__Task item__
Beneath this line are the data; copy exactly the part of them that opens with the line containing "text.map(|t| t.trim().to_string()).filter(|t| !t.is_empty())" and closes with the line containing "for a in 1..=5", and only that part.

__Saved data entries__
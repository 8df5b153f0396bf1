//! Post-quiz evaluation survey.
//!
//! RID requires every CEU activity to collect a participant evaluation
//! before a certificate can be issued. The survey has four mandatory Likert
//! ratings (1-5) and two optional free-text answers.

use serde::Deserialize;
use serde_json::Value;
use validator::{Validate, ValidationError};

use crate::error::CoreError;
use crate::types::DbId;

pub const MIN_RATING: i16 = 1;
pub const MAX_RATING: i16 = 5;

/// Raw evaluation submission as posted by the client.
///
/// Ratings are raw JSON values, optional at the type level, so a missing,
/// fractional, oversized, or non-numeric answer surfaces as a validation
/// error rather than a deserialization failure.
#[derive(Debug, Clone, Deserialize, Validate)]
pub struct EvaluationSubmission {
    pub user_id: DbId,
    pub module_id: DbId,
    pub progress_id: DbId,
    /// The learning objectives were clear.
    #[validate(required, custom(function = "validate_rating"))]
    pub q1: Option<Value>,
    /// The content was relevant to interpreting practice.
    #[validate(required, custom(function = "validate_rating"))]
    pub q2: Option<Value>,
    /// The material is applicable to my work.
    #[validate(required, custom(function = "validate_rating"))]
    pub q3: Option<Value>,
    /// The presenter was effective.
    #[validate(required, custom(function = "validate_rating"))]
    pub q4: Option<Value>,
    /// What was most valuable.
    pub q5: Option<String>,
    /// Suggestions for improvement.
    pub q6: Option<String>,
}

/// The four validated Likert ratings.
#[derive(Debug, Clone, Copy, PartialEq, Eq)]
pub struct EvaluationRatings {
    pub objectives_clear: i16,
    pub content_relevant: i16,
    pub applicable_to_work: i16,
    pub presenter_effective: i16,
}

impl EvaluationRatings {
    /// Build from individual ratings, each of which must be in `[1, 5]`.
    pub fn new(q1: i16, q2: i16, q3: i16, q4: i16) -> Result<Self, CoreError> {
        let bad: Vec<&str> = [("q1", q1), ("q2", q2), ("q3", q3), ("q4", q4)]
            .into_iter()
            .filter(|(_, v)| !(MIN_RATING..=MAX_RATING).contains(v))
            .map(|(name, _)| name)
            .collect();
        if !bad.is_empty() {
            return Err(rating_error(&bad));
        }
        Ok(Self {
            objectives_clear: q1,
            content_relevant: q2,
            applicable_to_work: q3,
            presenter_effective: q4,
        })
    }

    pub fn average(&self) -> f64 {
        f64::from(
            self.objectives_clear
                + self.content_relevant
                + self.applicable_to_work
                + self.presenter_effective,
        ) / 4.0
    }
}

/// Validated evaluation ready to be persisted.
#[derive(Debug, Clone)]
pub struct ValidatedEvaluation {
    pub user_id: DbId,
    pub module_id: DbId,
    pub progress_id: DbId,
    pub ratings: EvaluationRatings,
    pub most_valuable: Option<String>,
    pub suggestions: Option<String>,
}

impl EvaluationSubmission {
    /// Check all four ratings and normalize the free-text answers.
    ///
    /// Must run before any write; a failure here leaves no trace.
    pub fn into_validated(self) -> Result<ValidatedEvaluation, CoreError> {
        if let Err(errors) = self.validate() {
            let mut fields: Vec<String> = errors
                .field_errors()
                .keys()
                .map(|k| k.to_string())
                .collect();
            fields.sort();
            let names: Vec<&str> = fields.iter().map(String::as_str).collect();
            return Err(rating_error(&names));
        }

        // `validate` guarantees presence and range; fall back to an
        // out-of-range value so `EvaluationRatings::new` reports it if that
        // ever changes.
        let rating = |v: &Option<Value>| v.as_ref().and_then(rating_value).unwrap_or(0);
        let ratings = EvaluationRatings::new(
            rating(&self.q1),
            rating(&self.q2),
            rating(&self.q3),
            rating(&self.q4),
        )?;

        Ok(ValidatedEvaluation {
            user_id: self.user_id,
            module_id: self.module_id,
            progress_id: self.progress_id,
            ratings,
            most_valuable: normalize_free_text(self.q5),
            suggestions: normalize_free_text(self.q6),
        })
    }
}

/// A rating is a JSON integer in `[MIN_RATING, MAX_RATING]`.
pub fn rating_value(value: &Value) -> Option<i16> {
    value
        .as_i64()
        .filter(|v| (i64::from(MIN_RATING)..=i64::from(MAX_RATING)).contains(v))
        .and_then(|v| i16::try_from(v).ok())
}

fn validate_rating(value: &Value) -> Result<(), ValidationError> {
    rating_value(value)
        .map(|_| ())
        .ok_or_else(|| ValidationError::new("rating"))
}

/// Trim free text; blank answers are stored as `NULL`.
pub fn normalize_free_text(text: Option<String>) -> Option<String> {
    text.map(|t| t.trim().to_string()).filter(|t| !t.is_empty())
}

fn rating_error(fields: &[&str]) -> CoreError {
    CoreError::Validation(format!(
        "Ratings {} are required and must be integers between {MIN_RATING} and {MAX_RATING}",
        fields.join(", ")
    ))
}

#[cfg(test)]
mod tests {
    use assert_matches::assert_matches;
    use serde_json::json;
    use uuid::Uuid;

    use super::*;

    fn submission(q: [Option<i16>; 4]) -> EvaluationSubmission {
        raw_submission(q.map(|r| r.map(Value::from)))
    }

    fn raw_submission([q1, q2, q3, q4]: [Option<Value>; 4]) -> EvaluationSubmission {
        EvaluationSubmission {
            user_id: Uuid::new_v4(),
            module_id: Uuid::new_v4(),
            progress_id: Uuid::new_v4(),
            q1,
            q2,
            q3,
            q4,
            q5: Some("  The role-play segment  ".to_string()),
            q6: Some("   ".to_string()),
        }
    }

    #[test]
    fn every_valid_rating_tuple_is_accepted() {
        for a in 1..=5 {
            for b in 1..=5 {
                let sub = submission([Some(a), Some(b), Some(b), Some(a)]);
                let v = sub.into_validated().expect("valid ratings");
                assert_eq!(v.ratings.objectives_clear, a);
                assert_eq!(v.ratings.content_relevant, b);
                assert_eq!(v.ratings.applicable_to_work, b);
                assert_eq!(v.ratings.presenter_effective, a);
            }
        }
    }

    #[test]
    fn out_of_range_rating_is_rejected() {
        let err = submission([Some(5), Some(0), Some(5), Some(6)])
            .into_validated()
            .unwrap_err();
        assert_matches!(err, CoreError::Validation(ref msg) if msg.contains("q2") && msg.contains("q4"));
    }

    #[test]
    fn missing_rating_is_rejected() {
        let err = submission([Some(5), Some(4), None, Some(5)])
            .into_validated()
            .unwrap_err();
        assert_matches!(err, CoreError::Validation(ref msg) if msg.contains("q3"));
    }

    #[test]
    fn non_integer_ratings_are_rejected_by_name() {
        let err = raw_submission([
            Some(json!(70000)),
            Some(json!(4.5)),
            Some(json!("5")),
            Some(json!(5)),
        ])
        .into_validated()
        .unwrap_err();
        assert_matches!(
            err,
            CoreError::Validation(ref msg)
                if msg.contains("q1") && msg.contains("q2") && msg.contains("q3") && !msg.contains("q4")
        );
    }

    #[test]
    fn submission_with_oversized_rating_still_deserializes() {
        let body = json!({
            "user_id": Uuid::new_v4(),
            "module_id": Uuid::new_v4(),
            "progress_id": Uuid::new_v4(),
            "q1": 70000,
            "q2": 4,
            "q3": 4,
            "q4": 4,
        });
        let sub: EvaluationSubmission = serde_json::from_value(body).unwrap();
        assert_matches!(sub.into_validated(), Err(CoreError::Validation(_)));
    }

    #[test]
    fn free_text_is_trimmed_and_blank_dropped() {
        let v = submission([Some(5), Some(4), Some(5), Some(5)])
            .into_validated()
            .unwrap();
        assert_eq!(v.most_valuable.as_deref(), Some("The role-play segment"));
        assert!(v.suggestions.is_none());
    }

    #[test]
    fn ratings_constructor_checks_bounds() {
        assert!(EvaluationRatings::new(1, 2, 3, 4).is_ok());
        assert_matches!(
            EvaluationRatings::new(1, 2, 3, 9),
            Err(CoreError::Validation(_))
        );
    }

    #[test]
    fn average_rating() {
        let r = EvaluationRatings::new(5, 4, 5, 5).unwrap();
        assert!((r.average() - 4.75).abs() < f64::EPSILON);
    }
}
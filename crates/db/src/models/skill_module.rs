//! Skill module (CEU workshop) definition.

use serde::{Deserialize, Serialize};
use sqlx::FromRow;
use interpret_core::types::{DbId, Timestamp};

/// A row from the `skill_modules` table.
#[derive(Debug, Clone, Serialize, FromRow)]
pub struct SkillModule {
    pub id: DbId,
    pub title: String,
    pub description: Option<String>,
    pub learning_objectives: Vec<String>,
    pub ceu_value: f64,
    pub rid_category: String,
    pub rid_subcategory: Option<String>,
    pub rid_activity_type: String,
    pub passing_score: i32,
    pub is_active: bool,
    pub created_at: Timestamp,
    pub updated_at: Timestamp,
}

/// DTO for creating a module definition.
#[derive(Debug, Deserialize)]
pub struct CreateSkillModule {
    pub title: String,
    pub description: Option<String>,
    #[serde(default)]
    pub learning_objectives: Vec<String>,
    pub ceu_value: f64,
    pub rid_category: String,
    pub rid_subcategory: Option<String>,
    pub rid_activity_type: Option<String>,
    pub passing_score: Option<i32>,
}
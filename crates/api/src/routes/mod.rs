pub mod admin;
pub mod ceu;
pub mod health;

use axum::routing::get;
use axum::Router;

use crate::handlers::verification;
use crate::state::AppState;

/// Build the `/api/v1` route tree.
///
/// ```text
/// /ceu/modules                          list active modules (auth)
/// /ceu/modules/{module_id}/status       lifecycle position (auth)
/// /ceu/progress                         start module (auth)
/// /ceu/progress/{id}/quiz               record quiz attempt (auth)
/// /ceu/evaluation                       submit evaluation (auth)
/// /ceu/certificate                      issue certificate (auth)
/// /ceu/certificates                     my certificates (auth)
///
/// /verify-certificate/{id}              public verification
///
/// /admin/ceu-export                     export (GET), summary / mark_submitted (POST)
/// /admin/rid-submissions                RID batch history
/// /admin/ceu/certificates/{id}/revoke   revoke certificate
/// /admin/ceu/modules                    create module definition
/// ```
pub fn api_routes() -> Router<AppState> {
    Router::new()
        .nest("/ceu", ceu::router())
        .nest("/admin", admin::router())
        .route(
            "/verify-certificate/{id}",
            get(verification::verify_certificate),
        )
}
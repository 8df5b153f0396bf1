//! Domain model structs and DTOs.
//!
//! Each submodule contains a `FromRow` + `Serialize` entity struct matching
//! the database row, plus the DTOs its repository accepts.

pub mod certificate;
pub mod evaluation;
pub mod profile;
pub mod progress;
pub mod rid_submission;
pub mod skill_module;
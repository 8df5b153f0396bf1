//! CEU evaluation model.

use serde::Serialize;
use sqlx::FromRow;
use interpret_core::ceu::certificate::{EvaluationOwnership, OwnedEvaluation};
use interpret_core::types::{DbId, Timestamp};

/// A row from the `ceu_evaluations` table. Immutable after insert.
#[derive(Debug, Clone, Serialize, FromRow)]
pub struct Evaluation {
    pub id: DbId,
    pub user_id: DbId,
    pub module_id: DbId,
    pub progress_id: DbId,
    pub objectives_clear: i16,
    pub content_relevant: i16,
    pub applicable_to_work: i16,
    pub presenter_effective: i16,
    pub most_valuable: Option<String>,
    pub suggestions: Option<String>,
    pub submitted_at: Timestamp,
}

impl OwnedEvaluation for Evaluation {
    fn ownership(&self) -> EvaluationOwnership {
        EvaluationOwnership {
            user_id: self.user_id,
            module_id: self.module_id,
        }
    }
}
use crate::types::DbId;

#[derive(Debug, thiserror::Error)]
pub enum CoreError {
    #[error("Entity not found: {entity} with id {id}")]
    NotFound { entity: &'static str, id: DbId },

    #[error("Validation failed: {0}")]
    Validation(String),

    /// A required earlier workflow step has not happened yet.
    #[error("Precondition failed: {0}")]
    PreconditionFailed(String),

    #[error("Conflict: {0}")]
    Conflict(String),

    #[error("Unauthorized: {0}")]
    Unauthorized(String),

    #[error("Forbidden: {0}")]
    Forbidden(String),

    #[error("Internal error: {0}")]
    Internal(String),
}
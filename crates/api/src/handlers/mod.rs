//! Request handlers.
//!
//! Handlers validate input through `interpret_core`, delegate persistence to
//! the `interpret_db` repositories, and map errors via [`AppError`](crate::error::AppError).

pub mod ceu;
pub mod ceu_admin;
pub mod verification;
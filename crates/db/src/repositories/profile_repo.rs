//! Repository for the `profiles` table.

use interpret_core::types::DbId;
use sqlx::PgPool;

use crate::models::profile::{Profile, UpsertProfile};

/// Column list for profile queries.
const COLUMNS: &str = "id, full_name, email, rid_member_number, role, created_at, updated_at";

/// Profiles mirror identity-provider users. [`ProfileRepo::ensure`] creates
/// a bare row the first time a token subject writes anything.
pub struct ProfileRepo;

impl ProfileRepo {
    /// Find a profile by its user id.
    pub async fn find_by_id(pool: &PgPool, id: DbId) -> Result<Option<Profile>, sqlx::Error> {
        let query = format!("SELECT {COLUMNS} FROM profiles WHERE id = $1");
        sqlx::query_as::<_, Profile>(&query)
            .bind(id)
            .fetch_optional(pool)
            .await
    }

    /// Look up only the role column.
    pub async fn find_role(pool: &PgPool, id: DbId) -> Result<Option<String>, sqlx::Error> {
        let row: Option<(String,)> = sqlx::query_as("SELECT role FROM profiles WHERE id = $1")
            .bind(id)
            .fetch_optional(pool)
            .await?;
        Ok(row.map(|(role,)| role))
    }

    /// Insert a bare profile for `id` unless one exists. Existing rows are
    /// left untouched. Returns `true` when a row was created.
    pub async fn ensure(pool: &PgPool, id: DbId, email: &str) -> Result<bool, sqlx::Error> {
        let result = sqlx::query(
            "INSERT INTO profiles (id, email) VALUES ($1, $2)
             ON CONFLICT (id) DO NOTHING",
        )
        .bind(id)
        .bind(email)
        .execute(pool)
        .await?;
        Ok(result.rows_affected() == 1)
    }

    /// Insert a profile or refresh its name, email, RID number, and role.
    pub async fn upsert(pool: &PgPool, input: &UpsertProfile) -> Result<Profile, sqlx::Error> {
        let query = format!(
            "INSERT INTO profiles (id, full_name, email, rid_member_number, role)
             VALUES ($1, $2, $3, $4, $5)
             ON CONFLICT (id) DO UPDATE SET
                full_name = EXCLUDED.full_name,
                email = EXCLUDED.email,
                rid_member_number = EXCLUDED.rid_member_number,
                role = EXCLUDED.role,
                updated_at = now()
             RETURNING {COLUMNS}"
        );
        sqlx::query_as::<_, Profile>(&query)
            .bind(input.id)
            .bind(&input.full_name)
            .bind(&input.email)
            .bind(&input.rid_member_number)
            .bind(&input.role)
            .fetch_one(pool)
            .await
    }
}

__Your response__
    text.map(|t| t.trim().to_string()).filter(|t| !t.is_empty())
}

fn rating_error(fields: &[&str]) -> CoreError {
    CoreError::Validation(format!(
        "Ratings {} are required and must be integers between {MIN_RATING} and {MAX_RATING}",
        fields.join(", ")
    ))
}

#[cfg(test)]
mod tests {
    use assert_matches::assert_matches;
    use serde_json::json;
    use uuid::Uuid;

    use super::*;

    fn submission(q: [Option<i16>; 4]) -> EvaluationSubmission {
        raw_submission(q.map(|r| r.map(Value::from)))
    }

    fn raw_submission([q1, q2, q3, q4]: [Option<Value>; 4]) -> EvaluationSubmission {
        EvaluationSubmission {
            user_id: Uuid::new_v4(),
            module_id: Uuid::new_v4(),
            progress_id: Uuid::new_v4(),
            q1,
            q2,
            q3,
            q4,
            q5: Some("  The role-play segment  ".to_string()),
            q6: Some("   ".to_string()),
        }
    }

    #[test]
    fn every_valid_rating_tuple_is_accepted() {
        for a in 1..=5 {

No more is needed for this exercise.